BEGIN Exercise data
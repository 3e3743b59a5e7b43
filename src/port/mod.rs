//! Ports for the external collaborators.
//!
//! The engine core never talks to an exchange, volatility source, venue, or
//! listing API directly. Each collaborator is a trait here; production
//! adapters live outside this crate's scope and the `adapter::sim` module
//! provides in-process implementations for dry-run and tests.

use async_trait::async_trait;
use chrono::{DateTime, Utc};
use tokio::sync::mpsc;

use crate::domain::{Asset, MarketBook, MarketId, Side, Tick, TradeId, VolSnapshot, WindowSpec};
use crate::error::{Error, VenueError};

/// Events delivered by a market data stream.
///
/// Spot ticks, volatility refreshes, and venue book updates are independent,
/// unsynchronized sources; the stream multiplexes whatever arrives first.
#[derive(Debug, Clone)]
pub enum MarketEvent {
    /// Normalized spot tick, already de-duplicated and monotonic per asset.
    SpotTick(Tick),
    /// Implied-volatility refresh for one asset.
    VolUpdate(VolSnapshot),
    /// Venue order book update for one market.
    BookUpdate {
        market_id: MarketId,
        book: MarketBook,
    },
    /// A feed came (back) up.
    Connected { feed: String },
    /// A feed dropped; the engine suspends detection until it returns.
    Disconnected { feed: String, reason: String },
}

/// Real-time market data stream.
///
/// Implementations own connection management and protocol parsing for their
/// sources; the engine only sees [`MarketEvent`]s.
#[async_trait]
pub trait MarketStream: Send {
    /// Connect to the underlying sources.
    async fn connect(&mut self) -> Result<(), Error>;

    /// Restrict venue book updates to the given markets.
    ///
    /// Called whenever a window opens or closes; superseded subscriptions
    /// are dropped by the implementation.
    async fn subscribe(&mut self, market_ids: &[MarketId]) -> Result<(), Error>;

    /// Receive the next event. Returns `None` when the stream is closed
    /// for good.
    async fn next_event(&mut self) -> Option<MarketEvent>;

    /// Source name for logging.
    fn name(&self) -> &'static str;
}

/// Outcome of a resolved market window, reported by the venue.
#[derive(Debug, Clone, PartialEq)]
pub struct Resolution {
    pub market_id: MarketId,
    pub winning_side: Side,
    pub resolved_at: DateTime<Utc>,
}

/// Resolves the active (or next) fixed-duration market per asset.
#[async_trait]
pub trait MarketDiscovery: Send + Sync {
    /// The next window for `asset` opening at or after `not_before`.
    ///
    /// Returns `None` when the venue currently lists nothing for the asset;
    /// the caller retries after a backoff.
    async fn next_window(
        &self,
        asset: &Asset,
        not_before: DateTime<Utc>,
    ) -> Result<Option<WindowSpec>, Error>;

    /// Venue-reported resolution for an expired window, if available yet.
    async fn resolution(&self, market_id: &MarketId) -> Result<Option<Resolution>, Error>;
}

/// An order to submit on the mispriced side of a window.
#[derive(Debug, Clone, PartialEq)]
pub struct OrderRequest {
    pub trade_id: TradeId,
    pub market_id: MarketId,
    pub side: Side,
    /// Limit price in the side's own price space (0..1).
    pub price: f64,
    /// Shares to buy.
    pub size: f64,
}

/// Asynchronous order lifecycle notifications.
#[derive(Debug, Clone, PartialEq)]
pub enum OrderUpdate {
    Accepted {
        trade_id: TradeId,
        venue_order_id: String,
    },
    Filled {
        trade_id: TradeId,
        price: f64,
        size: f64,
        at: DateTime<Utc>,
    },
    Rejected {
        trade_id: TradeId,
        reason: String,
    },
}

impl OrderUpdate {
    #[must_use]
    pub fn trade_id(&self) -> &TradeId {
        match self {
            Self::Accepted { trade_id, .. }
            | Self::Filled { trade_id, .. }
            | Self::Rejected { trade_id, .. } => trade_id,
        }
    }
}

/// Order submission client for the venue.
///
/// Submission is fire-and-forget: `submit` returns once the order is handed
/// to the venue client, and acceptance/fill/rejection arrive later on the
/// `updates` channel. In-flight orders cannot be cancelled; the engine waits
/// for confirmation or its own deadline.
#[async_trait]
pub trait OrderGateway: Send + Sync {
    async fn submit(
        &self,
        order: OrderRequest,
        updates: mpsc::Sender<OrderUpdate>,
    ) -> Result<(), VenueError>;

    /// Gateway name for logging.
    fn name(&self) -> &'static str;
}
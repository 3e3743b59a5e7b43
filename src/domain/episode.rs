//! Divergence episodes: the debounce object behind "sustained mispricing".
//!
//! An episode exists only while the edge has been continuously above the soft
//! threshold. It either decays (edge falls back below threshold before the
//! sustained-duration requirement) or graduates into an execution.

use chrono::{DateTime, Duration, Utc};

use super::quote::Side;

#[derive(Debug, Clone, PartialEq)]
pub struct DivergenceEpisode {
    pub side: Side,
    pub opened_at: DateTime<Utc>,
    pub best_edge_seen: f64,
}

impl DivergenceEpisode {
    /// Open a new episode at `now` with the initially observed edge.
    #[must_use]
    pub fn open(side: Side, edge: f64, now: DateTime<Utc>) -> Self {
        Self {
            side,
            opened_at: now,
            best_edge_seen: edge.abs(),
        }
    }

    /// Record another above-threshold observation, tracking the peak.
    pub fn extend(&mut self, edge: f64) {
        let edge = edge.abs();
        if edge > self.best_edge_seen {
            self.best_edge_seen = edge;
        }
    }

    /// How long the edge has been continuously above threshold.
    #[must_use]
    pub fn duration(&self, now: DateTime<Utc>) -> Duration {
        now - self.opened_at
    }

    /// True once the episode has lasted at least `min_sustained_ms`.
    #[must_use]
    pub fn is_sustained(&self, now: DateTime<Utc>, min_sustained_ms: u64) -> bool {
        self.duration(now) >= Duration::milliseconds(min_sustained_ms as i64)
    }
}
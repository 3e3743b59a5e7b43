//! Structured lifecycle events emitted by the window state machines.
//!
//! One event per state transition, carrying the asset, market identifier,
//! and numeric context. Events are side-effect only: nothing in the engine
//! gates on whether an event was delivered.

use std::fmt;

use chrono::{DateTime, Utc};
use serde::Serialize;

use crate::domain::{Asset, MarketId, Side, Trade};

/// Alert severity as surfaced to the dashboard.
#[derive(Debug, Clone, Copy, PartialEq, Eq, Serialize)]
pub enum Severity {
    #[serde(rename = "INFO")]
    Info,
    #[serde(rename = "WARNING")]
    Warning,
    #[serde(rename = "CRITICAL")]
    Critical,
}

impl fmt::Display for Severity {
    fn fmt(&self, f: &mut fmt::Formatter<'_>) -> fmt::Result {
        match self {
            Self::Info => write!(f, "INFO"),
            Self::Warning => write!(f, "WARNING"),
            Self::Critical => write!(f, "CRITICAL"),
        }
    }
}

/// Engine lifecycle event.
#[derive(Debug, Clone)]
pub enum EngineEvent {
    WindowOpened {
        asset: Asset,
        market_id: MarketId,
        open_price: f64,
        at: DateTime<Utc>,
    },
    WindowClosed {
        asset: Asset,
        market_id: MarketId,
        move_pct: f64,
        at: DateTime<Utc>,
    },
    DivergenceOpened {
        asset: Asset,
        market_id: MarketId,
        side: Side,
        edge: f64,
        at: DateTime<Utc>,
    },
    DivergenceDecayed {
        asset: Asset,
        market_id: MarketId,
        side: Side,
        peak_edge: f64,
        duration_ms: u64,
        at: DateTime<Utc>,
    },
    Executing {
        asset: Asset,
        market_id: MarketId,
        side: Side,
        price: f64,
        size: f64,
        edge: f64,
        dry_run: bool,
        at: DateTime<Utc>,
    },
    Filled {
        asset: Asset,
        market_id: MarketId,
        side: Side,
        price: f64,
        size: f64,
        latency_ms: u64,
        at: DateTime<Utc>,
    },
    /// Window settled with non-negative P&L on the held position.
    Converged { trade: Trade, at: DateTime<Utc> },
    /// Window settled at a loss, or the order was rejected/unfilled.
    Adverse { trade: Trade, at: DateTime<Utc> },
    FeedStale {
        asset: Asset,
        feed: String,
        age_ms: u64,
        at: DateTime<Utc>,
    },
    RiskDenied {
        asset: Asset,
        market_id: MarketId,
        reason: String,
        at: DateTime<Utc>,
    },
    VenueError {
        asset: Asset,
        market_id: MarketId,
        reason: String,
        at: DateTime<Utc>,
    },
}

impl EngineEvent {
    /// Alert category string, as consumed by the dashboard event log.
    #[must_use]
    pub fn category(&self) -> &'static str {
        match self {
            Self::WindowOpened { .. } => "window_open",
            Self::WindowClosed { .. } => "window_close",
            Self::DivergenceOpened { .. } => "divergence",
            Self::DivergenceDecayed { .. } => "divergence_decay",
            Self::Executing { .. } => "executing",
            Self::Filled { .. } => "fill",
            Self::Converged { .. } => "converge",
            Self::Adverse { .. } => "adverse",
            Self::FeedStale { .. } => "feed_stale",
            Self::RiskDenied { .. } => "risk_denied",
            Self::VenueError { .. } => "venue_error",
        }
    }

    #[must_use]
    pub fn severity(&self) -> Severity {
        match self {
            Self::WindowOpened { .. }
            | Self::WindowClosed { .. }
            | Self::DivergenceOpened { .. }
            | Self::DivergenceDecayed { .. }
            | Self::Executing { .. }
            | Self::Filled { .. }
            | Self::Converged { .. } => Severity::Info,
            Self::Adverse { .. } | Self::FeedStale { .. } | Self::RiskDenied { .. } => {
                Severity::Warning
            }
            Self::VenueError { .. } => Severity::Critical,
        }
    }

    /// Event timestamp.
    #[must_use]
    pub fn at(&self) -> DateTime<Utc> {
        match self {
            Self::WindowOpened { at, .. }
            | Self::WindowClosed { at, .. }
            | Self::DivergenceOpened { at, .. }
            | Self::DivergenceDecayed { at, .. }
            | Self::Executing { at, .. }
            | Self::Filled { at, .. }
            | Self::Converged { at, .. }
            | Self::Adverse { at, .. }
            | Self::FeedStale { at, .. }
            | Self::RiskDenied { at, .. }
            | Self::VenueError { at, .. } => *at,
        }
    }

    /// Human-readable alert message.
    #[must_use]
    pub fn message(&self) -> String {
        match self {
            Self::WindowOpened {
                asset,
                market_id,
                open_price,
                ..
            } => format!(
                "{} window opened: {} @ ${:.2}",
                asset.as_str().to_uppercase(),
                market_id,
                open_price
            ),
            Self::WindowClosed {
                asset, move_pct, ..
            } => format!(
                "{} window closed: {:.3}% move",
                asset.as_str().to_uppercase(),
                move_pct * 100.0
            ),
            Self::DivergenceOpened {
                asset, side, edge, ..
            } => format!(
                "{} divergence opened on {side}: edge {:.4}",
                asset.as_str().to_uppercase(),
                edge
            ),
            Self::DivergenceDecayed {
                asset,
                side,
                peak_edge,
                duration_ms,
                ..
            } => format!(
                "{} divergence on {side} decayed after {duration_ms}ms (peak {:.4})",
                asset.as_str().to_uppercase(),
                peak_edge
            ),
            Self::Executing {
                asset,
                side,
                price,
                size,
                dry_run,
                ..
            } => format!(
                "{} executing {side} {:.1} @ {:.4}{}",
                asset.as_str().to_uppercase(),
                size,
                price,
                if *dry_run { " (dry run)" } else { "" }
            ),
            Self::Filled {
                asset,
                side,
                price,
                latency_ms,
                ..
            } => format!(
                "{} {side} filled @ {:.4} in {latency_ms}ms",
                asset.as_str().to_uppercase(),
                price
            ),
            Self::Converged { trade, .. } => format!(
                "{} converged: {:+.2} on {}",
                trade.asset.as_str().to_uppercase(),
                trade.pnl.unwrap_or(0.0),
                trade.market_id
            ),
            Self::Adverse { trade, .. } => format!(
                "{} adverse: {:+.2} on {}",
                trade.asset.as_str().to_uppercase(),
                trade.pnl.unwrap_or(0.0),
                trade.market_id
            ),
            Self::FeedStale {
                asset, feed, age_ms, ..
            } => format!(
                "{} {feed} feed stale for {age_ms}ms, detection suspended",
                asset.as_str().to_uppercase()
            ),
            Self::RiskDenied { asset, reason, .. } => format!(
                "{} reservation denied: {reason}",
                asset.as_str().to_uppercase()
            ),
            Self::VenueError { asset, reason, .. } => {
                format!("{} venue error: {reason}", asset.as_str().to_uppercase())
            }
        }
    }

    /// Structured numeric context for the alert journal.
    #[must_use]
    pub fn context(&self) -> serde_json::Value {
        match self {
            Self::WindowOpened {
                asset,
                market_id,
                open_price,
                ..
            } => serde_json::json!({
                "asset": asset, "market_id": market_id, "open_price": open_price,
            }),
            Self::WindowClosed {
                asset,
                market_id,
                move_pct,
                ..
            } => serde_json::json!({
                "asset": asset, "market_id": market_id, "move_pct": move_pct * 100.0,
            }),
            Self::DivergenceOpened {
                asset,
                market_id,
                side,
                edge,
                ..
            } => serde_json::json!({
                "asset": asset, "market_id": market_id, "side": side, "edge": edge,
            }),
            Self::DivergenceDecayed {
                asset,
                market_id,
                side,
                peak_edge,
                duration_ms,
                ..
            } => serde_json::json!({
                "asset": asset, "market_id": market_id, "side": side,
                "peak_edge": peak_edge, "duration_ms": duration_ms,
            }),
            Self::Executing {
                asset,
                market_id,
                side,
                price,
                size,
                edge,
                dry_run,
                ..
            } => serde_json::json!({
                "asset": asset, "market_id": market_id, "side": side,
                "price": price, "size": size, "edge": edge, "dry_run": dry_run,
            }),
            Self::Filled {
                asset,
                market_id,
                side,
                price,
                size,
                latency_ms,
                ..
            } => serde_json::json!({
                "asset": asset, "market_id": market_id, "side": side,
                "price": price, "size": size, "latency_ms": latency_ms,
            }),
            Self::Converged { trade, .. } | Self::Adverse { trade, .. } => {
                serde_json::to_value(trade).unwrap_or_default()
            }
            Self::FeedStale {
                asset, feed, age_ms, ..
            } => serde_json::json!({
                "asset": asset, "feed": feed, "age_ms": age_ms,
            }),
            Self::RiskDenied {
                asset,
                market_id,
                reason,
                ..
            }
            | Self::VenueError {
                asset,
                market_id,
                reason,
                ..
            } => serde_json::json!({
                "asset": asset, "market_id": market_id, "reason": reason,
            }),
        }
    }

    /// The finalized trade, for events that settle one.
    #[must_use]
    pub fn settled_trade(&self) -> Option<&Trade> {
        match self {
            Self::Converged { trade, .. } | Self::Adverse { trade, .. } => Some(trade),
            _ => None,
        }
    }
}

#[cfg(test)]
mod tests {
    use super::*;

    #[test]
    fn categories_match_dashboard_contract() {
        let ev = EngineEvent::WindowOpened {
            asset: Asset::from("btc"),
            market_id: MarketId::from("m"),
            open_price: 65000.0,
            at: Utc::now(),
        };
        assert_eq!(ev.category(), "window_open");
        assert_eq!(ev.severity(), Severity::Info);
        assert!(ev.message().contains("BTC"));
    }

    #[test]
    fn adverse_is_warning() {
        let mut trade = Trade::submitted(
            MarketId::from("m"),
            Asset::from("eth"),
            Side::No,
            0.5,
            10.0,
            0.08,
            Utc::now(),
        );
        trade.settle(0.0);
        let ev = EngineEvent::Adverse {
            trade,
            at: Utc::now(),
        };
        assert_eq!(ev.severity(), Severity::Warning);
        assert_eq!(ev.category(), "adverse");
        assert!(ev.settled_trade().is_some());
    }
}
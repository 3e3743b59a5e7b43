//! Adapter implementations of the external-collaborator ports.
//!
//! Production exchange, volatility, venue, and discovery clients live
//! outside this crate; the `sim` adapters here drive the engine end-to-end
//! in dry-run mode and under test.

pub mod sim;

pub use sim::{PaperGateway, SimDiscovery, SimMarketStream};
END Exercise data
§ **Task goal**
Your answer must be the lines above, unchanged, from the first one through the line that holds "pub enum MarketEvent", inclusive, and no others.

§ **Task response**
repository 3e3743b59a5e7b43
filename src/port/mod.rs
//! Ports for the external collaborators.
//!
//! The engine core never talks to an exchange, volatility source, venue, or
//! listing API directly. Each collaborator is a trait here; production
//! adapters live outside this crate's scope and the `adapter::sim` module
//! provides in-process implementations for dry-run and tests.

use async_trait::async_trait;
use chrono::{DateTime, Utc};
use tokio::sync::mpsc;

use crate::domain::{Asset, MarketBook, MarketId, Side, Tick, TradeId, VolSnapshot, WindowSpec};
use crate::error::{Error, VenueError};

/// Events delivered by a market data stream.
///
/// Spot ticks, volatility refreshes, and venue book updates are independent,
/// unsynchronized sources; the stream multiplexes whatever arrives first.
#[derive(Debug, Clone)]
pub enum MarketEvent {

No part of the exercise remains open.